Structured settlements are compensation payments for plaintiffs as part of civil lawsuit settlements. Instead of a lump sum payment, you get tax-free payments over time. Choosing structured settlement funding may be a better option if you have a larger settlement award. In any case, you have the right to choose any method that suits your unique needs. The court cannot dictate one over the other.
How Do Structured Settlements Work?
If you’re wondering how structured settlements work in a personal injury case, here’s what happens. A structured settlement can be negotiated by the defendant in a personal injury lawsuit, or a court might order the defendant to do so. The defendant or a court may set up a payment plan through a qualified assignee.
In the next step, this assignee negotiates the terms, buys an annuity from an insurance company, and the defendant pays for it. Once everything is settled, the insurance company pays the plaintiff according to the agreed terms. According to the terms and conditions agreed upon by the parties, the insurance company pays the plaintiff once the agreement has been finalized.
Advantages of Structured Settlements
Structured settlements can provide long-term financial security, especially in cases involving personal injury or disability that prevents you from working. Structured settlements ensure that you’ll have a steady source of income, which protects your financial future. In addition to this important benefit, the government supports structured settlements because they help compensate victims for their injuries over time—which is necessary in cases when an accident permanently hurts or disables someone and prevents them from working.
It does this by exempting the payments from taxation so that you won’t have to pay taxes on them—and if, God forbid, you pass away before all the money has been paid out in its entirety due to some unforeseen event or illness…your beneficiaries will continue receiving tax-free payments.
You have complete control over when you begin receiving payments and for how long. Whenever you need money for medical bills or other financial obligations, you can request payment. However, remember that interest increases during the deferment period. You also have the option to decide the duration of receiving the total amount.
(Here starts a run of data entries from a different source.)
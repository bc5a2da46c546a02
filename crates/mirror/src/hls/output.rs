// HLS Mirror Writer: appends parsed entries to the local, ever-growing copy
// of the playlist.

use std::io::ErrorKind;
use std::path::{Path, PathBuf};
use tokio::fs::OpenOptions;
use tokio::io::AsyncWriteExt;
use tracing::{debug, info};

use crate::MirrorError;
use crate::hls::events::EntryAction;
use crate::hls::fetcher::AssetDownloader;
use crate::hls::playlist::{BodyEntry, KeyDirective, ManifestHeader};

/// Append-only writer for `<save_dir>/<manifest_file_name>`.
///
/// The file's existence is the only record that the header was written.
/// Body entries are not indexed; repeated segments are filtered by the asset
/// downloader reporting that their file already exists.
pub struct MirrorWriter {
    dir: PathBuf,
    manifest_path: PathBuf,
}

impl MirrorWriter {
    pub fn new(dir: impl Into<PathBuf>, manifest_file_name: &str) -> Self {
        let dir = dir.into();
        let manifest_path = dir.join(manifest_file_name);
        Self { dir, manifest_path }
    }

    pub fn dir(&self) -> &Path {
        &self.dir
    }

    pub fn manifest_path(&self) -> &Path {
        &self.manifest_path
    }

    /// Create the mirror file with `header` unless it already exists.
    ///
    /// Returns whether the header was written.
    pub async fn write_header_if_new(&self, header: &ManifestHeader) -> Result<bool, MirrorError> {
        let mut file = match OpenOptions::new()
            .write(true)
            .create_new(true)
            .open(&self.manifest_path)
            .await
        {
            Ok(file) => file,
            Err(e) if e.kind() == ErrorKind::AlreadyExists => return Ok(false),
            Err(e) => return Err(e.into()),
        };

        file.write_all(join_lines(header.lines()).as_bytes()).await?;
        file.flush().await?;
        info!(
            path = %self.manifest_path.display(),
            lines = header.lines().len(),
            "Created mirror manifest"
        );
        Ok(true)
    }

    /// Mirror one body entry, downloading whatever it references.
    pub async fn append_entry(
        &self,
        entry: &BodyEntry,
        downloader: &AssetDownloader,
    ) -> Result<EntryAction, MirrorError> {
        match entry {
            BodyEntry::Segment(segment) => {
                let outcome = downloader.fetch(&segment.url, &self.dir).await?;
                let Some(path) = outcome.mirrored_path() else {
                    debug!(url = %segment.url, "Segment already mirrored");
                    return Ok(EntryAction::SegmentSkipped {
                        url: segment.url.clone(),
                    });
                };

                let mut lines = segment.directive_lines.clone();
                let mut keys = Vec::with_capacity(segment.keys.len());
                for (index, key) in &segment.keys {
                    let (line, key_path) = self.mirror_key(key, downloader).await?;
                    if let Some(slot) = lines.get_mut(*index) {
                        *slot = line;
                    }
                    keys.push(key_path);
                }
                lines.push(self.local_reference(path));
                self.append_lines(lines.as_slice()).await?;
                debug!(
                    index = segment.segment_index,
                    timestamp = %segment.program_timestamp,
                    keys = keys.len(),
                    "Mirrored segment"
                );
                Ok(EntryAction::SegmentMirrored {
                    path: path.to_path_buf(),
                    keys,
                })
            }
            BodyEntry::Key(key) => {
                let (line, path) = self.mirror_key(key, downloader).await?;
                self.append_lines(&[line]).await?;
                Ok(EntryAction::KeyMirrored { path })
            }
            BodyEntry::Timestamp(ts) => {
                self.append_lines(&[ts.raw_line.as_str()]).await?;
                Ok(EntryAction::LineCopied)
            }
            BodyEntry::Opaque(line) => {
                self.append_lines(&[line.as_str()]).await?;
                Ok(EntryAction::LineCopied)
            }
            BodyEntry::Blank => {
                self.append_lines(&[""]).await?;
                Ok(EntryAction::BlankLine)
            }
        }
    }

    // Download the key and point its URI attribute at the local copy.
    async fn mirror_key(
        &self,
        key: &KeyDirective,
        downloader: &AssetDownloader,
    ) -> Result<(String, PathBuf), MirrorError> {
        let outcome = downloader.fetch(&key.url, &self.dir).await?;
        let line = format!(
            "{}\"{}\"{}",
            key.prefix,
            self.local_reference(outcome.path()),
            key.suffix
        );
        Ok((line, outcome.path().to_path_buf()))
    }

    // Assets live next to the manifest, so reference them by relative name.
    fn local_reference(&self, path: &Path) -> String {
        path.strip_prefix(&self.dir)
            .unwrap_or(path)
            .to_string_lossy()
            .into_owned()
    }

    async fn append_lines<S: AsRef<str>>(&self, lines: &[S]) -> Result<(), MirrorError> {
        let mut file = OpenOptions::new()
            .create(true)
            .append(true)
            .open(&self.manifest_path)
            .await?;
        file.write_all(join_lines(lines).as_bytes()).await?;
        file.flush().await?;
        Ok(())
    }
}

fn join_lines<S: AsRef<str>>(lines: &[S]) -> String {
    let mut buf = String::new();
    for line in lines {
        buf.push_str(line.as_ref());
        buf.push('\n');
    }
    buf
}

#[cfg(test)]
mod tests {
    use super::*;
    use crate::downloader::testing::StaticFetcher;
    use crate::hls::config::AssetRouting;
    use crate::hls::playlist::parse_manifest;
    use crate::hls::timeline::TimelineState;
    use std::sync::Arc;
    use std::time::Duration;

    const HOST: &str = "http://example.com";

    fn setup() -> (tempfile::TempDir, Arc<StaticFetcher>, AssetDownloader) {
        let dir = tempfile::tempdir().unwrap();
        let fetcher = Arc::new(StaticFetcher::new());
        let downloader = AssetDownloader::new(
            fetcher.clone(),
            AssetRouting::default(),
            Duration::from_secs(5),
        );
        (dir, fetcher, downloader)
    }

    fn read(path: &Path) -> String {
        std::fs::read_to_string(path).unwrap()
    }

    #[tokio::test]
    async fn test_header_written_once() {
        let (dir, _fetcher, _downloader) = setup();
        let writer = MirrorWriter::new(dir.path(), "manifest.m3u8");
        let mut timeline = TimelineState::new();
        let parsed = parse_manifest(HOST, "#EXTM3U\n#EXT-X-VERSION:3\n", &mut timeline).unwrap();

        assert!(writer.write_header_if_new(&parsed.header).await.unwrap());
        for _ in 0..3 {
            assert!(!writer.write_header_if_new(&parsed.header).await.unwrap());
        }
        assert_eq!(read(writer.manifest_path()), "#EXTM3U\n#EXT-X-VERSION:3\n");
    }

    #[tokio::test]
    async fn test_segment_mirrored_then_skipped() {
        let (dir, fetcher, downloader) = setup();
        fetcher.serve("http://example.com/seg1.ts", "ts");
        let writer = MirrorWriter::new(dir.path(), "manifest.m3u8");
        let mut timeline = TimelineState::new();
        let parsed = parse_manifest(HOST, "#EXTINF:6.0,\nseg1.ts\n", &mut timeline).unwrap();

        let action = writer.append_entry(&parsed.body[0], &downloader).await.unwrap();
        assert_eq!(
            action,
            EntryAction::SegmentMirrored {
                path: dir.path().join("seg1.ts"),
                keys: Vec::new(),
            }
        );

        let action = writer.append_entry(&parsed.body[0], &downloader).await.unwrap();
        assert_eq!(
            action,
            EntryAction::SegmentSkipped {
                url: "http://example.com/seg1.ts".to_string()
            }
        );
        assert_eq!(read(writer.manifest_path()), "#EXTINF:6.0,\nseg1.ts\n");
    }

    #[tokio::test]
    async fn test_key_always_appended() {
        let (dir, fetcher, downloader) = setup();
        fetcher.serve("https://x.com/k.key", "0123456789abcdef");
        let writer = MirrorWriter::new(dir.path(), "manifest.m3u8");
        let mut timeline = TimelineState::new();
        let parsed = parse_manifest(
            HOST,
            "#EXT-X-KEY:METHOD=AES-128,URI=\"https://x.com/k.key\",IV=0x01",
            &mut timeline,
        )
        .unwrap();

        for _ in 0..2 {
            let action = writer.append_entry(&parsed.body[0], &downloader).await.unwrap();
            assert_eq!(
                action,
                EntryAction::KeyMirrored {
                    path: dir.path().join("k.key")
                }
            );
        }
        let line = "#EXT-X-KEY:METHOD=AES-128,URI=\"k.key\",IV=0x01\n";
        assert_eq!(read(writer.manifest_path()), format!("{line}{line}"));
        assert_eq!(fetcher.request_count("https://x.com/k.key"), 1);
    }

    #[tokio::test]
    async fn test_key_inside_segment_group_is_mirrored() {
        let (dir, fetcher, downloader) = setup();
        fetcher.serve("https://x.com/k.key", "0123456789abcdef");
        fetcher.serve("http://example.com/seg1.ts", "ts");
        let writer = MirrorWriter::new(dir.path(), "manifest.m3u8");
        let mut timeline = TimelineState::new();
        let raw = "#EXT-X-DISCONTINUITY\n\
                   #EXT-X-KEY:METHOD=AES-128,URI=\"https://x.com/k.key\",IV=0x01\n\
                   #EXTINF:6.0,\n\
                   seg1.ts\n";
        let parsed = parse_manifest(HOST, raw, &mut timeline).unwrap();

        let action = writer.append_entry(&parsed.body[0], &downloader).await.unwrap();
        assert_eq!(
            action,
            EntryAction::SegmentMirrored {
                path: dir.path().join("seg1.ts"),
                keys: vec![dir.path().join("k.key")],
            }
        );
        assert_eq!(
            fetcher.requests(),
            ["http://example.com/seg1.ts", "https://x.com/k.key"]
        );
        assert_eq!(
            read(writer.manifest_path()),
            "#EXT-X-DISCONTINUITY\n\
             #EXT-X-KEY:METHOD=AES-128,URI=\"k.key\",IV=0x01\n\
             #EXTINF:6.0,\n\
             seg1.ts\n"
        );
        assert_eq!(std::fs::read(dir.path().join("k.key")).unwrap(), b"0123456789abcdef");
    }

    #[tokio::test]
    async fn test_pass_through_entries() {
        let (dir, fetcher, downloader) = setup();
        let writer = MirrorWriter::new(dir.path(), "manifest.m3u8");
        let mut timeline = TimelineState::new();
        let raw = "#EXT-X-PROGRAM-DATE-TIME:2024-05-01T12:00:00Z\n\ncomment\n#EXT-X-ENDLIST\n";
        let parsed = parse_manifest(HOST, raw, &mut timeline).unwrap();

        let mut actions = Vec::new();
        for entry in &parsed.body {
            actions.push(writer.append_entry(entry, &downloader).await.unwrap());
        }

        assert_eq!(
            actions,
            [
                EntryAction::LineCopied,
                EntryAction::BlankLine,
                EntryAction::LineCopied,
                EntryAction::LineCopied,
            ]
        );
        assert_eq!(read(writer.manifest_path()), raw);
        assert!(fetcher.requests().is_empty());
    }
}
// Running segment count and program time, carried across playlist refreshes.

use chrono::{DateTime, TimeDelta, Utc};
use tracing::warn;

/// Cumulative position in the live stream.
///
/// A live playlist only shows a sliding window, so this state is created once
/// per mirror and handed to every parse call. It moves forward with each
/// `#EXTINF` and is reset only by `#EXT-X-MEDIA-SEQUENCE` (counter) or
/// `#EXT-X-PROGRAM-DATE-TIME` (clock).
#[derive(Debug, Clone, Copy, PartialEq, Eq)]
pub struct TimelineState {
    segment_counter: u64,
    current_timestamp: DateTime<Utc>,
}

impl Default for TimelineState {
    fn default() -> Self {
        Self::new()
    }
}

impl TimelineState {
    pub fn new() -> Self {
        Self::starting_at(0, DateTime::<Utc>::UNIX_EPOCH)
    }

    pub fn starting_at(segment_counter: u64, current_timestamp: DateTime<Utc>) -> Self {
        Self {
            segment_counter,
            current_timestamp,
        }
    }

    pub fn segment_counter(&self) -> u64 {
        self.segment_counter
    }

    pub fn current_timestamp(&self) -> DateTime<Utc> {
        self.current_timestamp
    }

    /// Counter and program time as one value, as stamped onto a segment.
    pub fn snapshot(&self) -> (u64, DateTime<Utc>) {
        (self.segment_counter, self.current_timestamp)
    }

    /// Resync the counter to the sequence number the server reports.
    pub fn set_media_sequence(&mut self, sequence: u64) {
        self.segment_counter = sequence;
    }

    /// Resync the clock to an absolute program date-time.
    pub fn set_program_time(&mut self, timestamp: DateTime<Utc>) {
        self.current_timestamp = timestamp;
    }

    /// Account for one more segment of the given duration.
    pub fn advance(&mut self, duration: TimeDelta) {
        self.segment_counter = self.segment_counter.saturating_add(1);
        match self.current_timestamp.checked_add_signed(duration) {
            Some(ts) => self.current_timestamp = ts,
            None => warn!(
                timestamp = %self.current_timestamp,
                "Program time overflow, keeping previous timestamp"
            ),
        }
    }
}

/// Convert an `#EXTINF` duration in seconds to a `TimeDelta`.
///
/// Returns `None` for negative or non-finite values.
pub fn segment_duration(seconds: f64) -> Option<TimeDelta> {
    if !seconds.is_finite() || seconds < 0.0 {
        return None;
    }
    let nanos = (seconds * 1_000_000_000.0).round();
    if nanos > i64::MAX as f64 {
        return None;
    }
    Some(TimeDelta::nanoseconds(nanos as i64))
}
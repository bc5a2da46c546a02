use async_trait::async_trait;
use bytes::Bytes;
use reqwest::Client;
use rustls::{ClientConfig, crypto::aws_lc_rs};
use rustls_platform_verifier::BuilderVerifierExt;
use std::sync::Arc;
use std::time::Duration;
use tracing::{debug, error, info};
use url::Url;

use crate::{DownloaderConfig, MirrorError};

/// Create a reqwest Client with the provided configuration
pub fn create_client(config: &DownloaderConfig) -> Result<Client, MirrorError> {
    let provider = Arc::new(aws_lc_rs::default_provider());

    let tls_config = ClientConfig::builder_with_provider(provider)
        .with_safe_default_protocol_versions()
        .map_err(|e| MirrorError::Configuration(format!("TLS protocol versions: {e}")))?
        .with_platform_verifier()
        .map_err(|e| MirrorError::Configuration(format!("TLS platform verifier: {e}")))?
        .with_no_client_auth();

    let mut client_builder = Client::builder()
        .pool_max_idle_per_host(5)
        .user_agent(&config.user_agent)
        .default_headers(config.headers.clone())
        .use_preconfigured_tls(tls_config)
        .redirect(if config.follow_redirects {
            reqwest::redirect::Policy::limited(10)
        } else {
            reqwest::redirect::Policy::none()
        });

    if !config.connect_timeout.is_zero() {
        client_builder = client_builder.connect_timeout(config.connect_timeout);
    }

    if config.use_system_proxy {
        // reqwest picks up system proxy settings unless no_proxy() is called
        info!("Using system proxy settings for downloads");
    } else {
        client_builder = client_builder.no_proxy();
        debug!("Proxy disabled for downloads");
    }

    client_builder.build().map_err(MirrorError::from)
}

/// Blocking-style "GET this URL" capability used for manifests and assets.
///
/// Exactly one request is made per call; there is no retry layer.
#[async_trait]
pub trait HttpFetch: Send + Sync {
    async fn fetch(&self, url: &Url, timeout: Duration) -> Result<Bytes, MirrorError>;
}

pub struct HttpFetcher {
    http_client: Client,
}

impl HttpFetcher {
    pub fn new(http_client: Client) -> Self {
        Self { http_client }
    }

    pub fn from_config(config: &DownloaderConfig) -> Result<Self, MirrorError> {
        Ok(Self::new(create_client(config)?))
    }
}

#[async_trait]
impl HttpFetch for HttpFetcher {
    async fn fetch(&self, url: &Url, timeout: Duration) -> Result<Bytes, MirrorError> {
        let mut request_builder = self.http_client.get(url.clone());
        if !timeout.is_zero() {
            request_builder = request_builder.timeout(timeout);
        }

        let response = request_builder.send().await?;
        let status = response.status();
        if !status.is_success() {
            let body = response.text().await.unwrap_or_default();
            error!(%status, %url, %body, "Request returned a non-success status");
            return Err(MirrorError::http_status(status, url.as_str()));
        }

        let bytes = response.bytes().await?;
        debug!("Downloaded {} bytes from {}", bytes.len(), url);
        Ok(bytes)
    }
}
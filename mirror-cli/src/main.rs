use std::sync::Arc;

use clap::Parser;
use config::{MirrorJob, mirror_config};
use error::AppError;
use hls_mirror_engine::HttpFetcher;
use hls_mirror_engine::hls::{FixedDelay, ManifestMirror};
use tokio_util::sync::CancellationToken;
use tracing::{Level, error, info, warn};
use tracing_appender::non_blocking::WorkerGuard;
use tracing_subscriber::FmtSubscriber;
use tracing_subscriber::fmt::writer::MakeWriterExt;

mod cli;
mod config;
mod error;
mod utils;

use cli::CliArgs;
use utils::prepare_save_dir;

fn main() {
    // Parse command-line arguments
    let args = CliArgs::parse();

    let guard = match init_logging(&args) {
        Ok(guard) => guard,
        Err(e) => {
            eprintln!("Error: {e}");
            std::process::exit(e.exit_code());
        }
    };

    let result = bootstrap(args);
    if let Err(e) = &result {
        eprintln!("Error: {e}");
        // Log the full error for debugging
        error!(error = ?e, "Mirror failed");
    }

    // process::exit skips destructors, flush the log file first
    drop(guard);
    if let Err(e) = result {
        std::process::exit(e.exit_code());
    }
}

fn init_logging(args: &CliArgs) -> Result<WorkerGuard, AppError> {
    let log_level = if args.verbose {
        Level::DEBUG
    } else {
        Level::INFO
    };
    let log_file = std::fs::OpenOptions::new()
        .create(true)
        .write(true)
        .truncate(true)
        .open(&args.log_file)?;
    let (file_writer, guard) = tracing_appender::non_blocking(log_file);

    let multi_writer = MakeWriterExt::and(std::io::stdout, file_writer);

    // No ANSI colors, the same output lands in the log file
    let subscriber = FmtSubscriber::builder()
        .with_max_level(log_level)
        .with_writer(multi_writer)
        .with_ansi(false)
        .with_file(true)
        .with_line_number(true)
        .finish();
    tracing::subscriber::set_global_default(subscriber)
        .map_err(|e| AppError::Initialization(e.to_string()))?;

    Ok(guard)
}

#[tokio::main]
async fn bootstrap(args: CliArgs) -> Result<(), AppError> {
    info!("HLS Mirror - live playlist mirroring tool");
    info!("==================================================================");

    let job = MirrorJob::resolve(&args.source, args.save_dir.as_deref()).await?;
    let config = mirror_config(&args)?;

    info!(
        source = %job.source,
        save_dir = %job.save_dir.display(),
        manifest = %config.manifest_file_name,
        "Resolved mirror job"
    );
    info!(
        "HTTP timeout configuration: playlist={}s, asset={}s, connect={}s, poll interval={}s",
        args.timeout, args.asset_timeout, args.connect_timeout, args.interval
    );

    if prepare_save_dir(&job.save_dir).await? {
        info!("Created save directory {}", job.save_dir.display());
    }

    let fetcher = Arc::new(HttpFetcher::from_config(&config.base)?);

    // Ctrl-C lets the running cycle finish, then stops the poll loop
    let cancel = CancellationToken::new();
    let shutdown = cancel.clone();
    tokio::spawn(async move {
        match tokio::signal::ctrl_c().await {
            Ok(()) => {
                warn!("Interrupt received, stopping after the current cycle");
                shutdown.cancel();
            }
            Err(e) => error!(error = %e, "Unable to listen for shutdown signal"),
        }
    });

    let mut schedule = FixedDelay::new(config.poll_interval).with_cancellation(cancel);
    if let Some(max_cycles) = args.max_cycles {
        schedule = schedule.with_max_cycles(max_cycles);
    }

    let mut mirror = ManifestMirror::new(job.source, job.save_dir, config, fetcher);
    mirror.run(&mut schedule).await?;

    info!(
        segments = mirror.timeline().segment_counter(),
        program_time = %mirror.timeline().current_timestamp(),
        "Mirror finished"
    );
    Ok(())
}
// Live playlist mirroring: tokenizer, timeline, asset fetcher, mirror writer
// and the poll loop that drives them.

pub mod config;
pub mod coordinator;
pub mod error;
pub mod events;
pub mod fetcher;
pub mod output;
pub mod playlist;
pub mod scheduler;
pub mod timeline;

// Re-exports for easier access
pub use config::{AssetRouting, DEFAULT_MANIFEST_FILE_NAME, MirrorConfig};
pub use coordinator::{ManifestMirror, ManifestSource};
pub use error::PlaylistError;
pub use events::{CycleReport, EntryAction};
pub use fetcher::{AssetDownloader, AssetRoute, FetchOutcome};
pub use output::MirrorWriter;
pub use playlist::{BodyEntry, ManifestHeader, ParsedManifest, SegmentEntry, parse_manifest};
pub use scheduler::{FixedDelay, PollSchedule};
pub use timeline::TimelineState;
use hls_mirror_engine::MirrorError;
use thiserror::Error;

#[derive(Debug, Error)]
pub enum AppError {
    #[error("I/O error: {0}")]
    Io(#[from] std::io::Error),

    #[error("Mirror error: {0}")]
    Mirror(#[from] MirrorError),

    #[error("Invalid input: {0}")]
    InvalidInput(String),

    #[error("Initialization failed: {0}")]
    Initialization(String),
}

impl AppError {
    /// Exit code for the process when this error ends the run.
    pub fn exit_code(&self) -> i32 {
        match self {
            AppError::Mirror(e) => e.exit_code(),
            _ => 1,
        }
    }
}

#[cfg(test)]
mod tests {
    use super::*;
    use reqwest::StatusCode;

    #[test]
    fn test_exit_code_follows_http_status() {
        let err: AppError =
            MirrorError::http_status(StatusCode::FORBIDDEN, "https://example.com/live.m3u8").into();
        assert_eq!(err.exit_code(), 403);

        let err = AppError::InvalidInput("missing save directory".to_string());
        assert_eq!(err.exit_code(), 1);

        let err: AppError = std::io::Error::other("disk full").into();
        assert_eq!(err.exit_code(), 1);
    }
}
You can choose to receive payments for the rest of your life or for a specific number of years.
Unlike stocks, bonds, and mutual funds, structured settlements are not affected by market changes and are guaranteed by the insurance company that issued the annuity.
Disadvantages of Structured Settlements
When considering a structured settlement, you should keep in mind that once the terms are set and the contract is signed, it may be difficult to renegotiate. Any changes will require approval from the insurance company.
If you need a lump sum of cash for an emergency, selling some or all of your future structured settlement payments is one option. However, it can be very expensive because the rates that third-party buyers offer you are much higher than those offered by banks and other financial institutions—banks don’t provide structured settlement loans.
Structured settlements offer a form of long-term financial support for people who have sustained serious injuries. But before making that decision, you should strongly weigh the pros and cons. To determine the best option for you, consider your individual needs and discuss the matter with your family or spouse.
Ultimately, research the tax implications in full and the legal obligations of this option. Make sure to understand all the details and terms of the agreement before signing anything.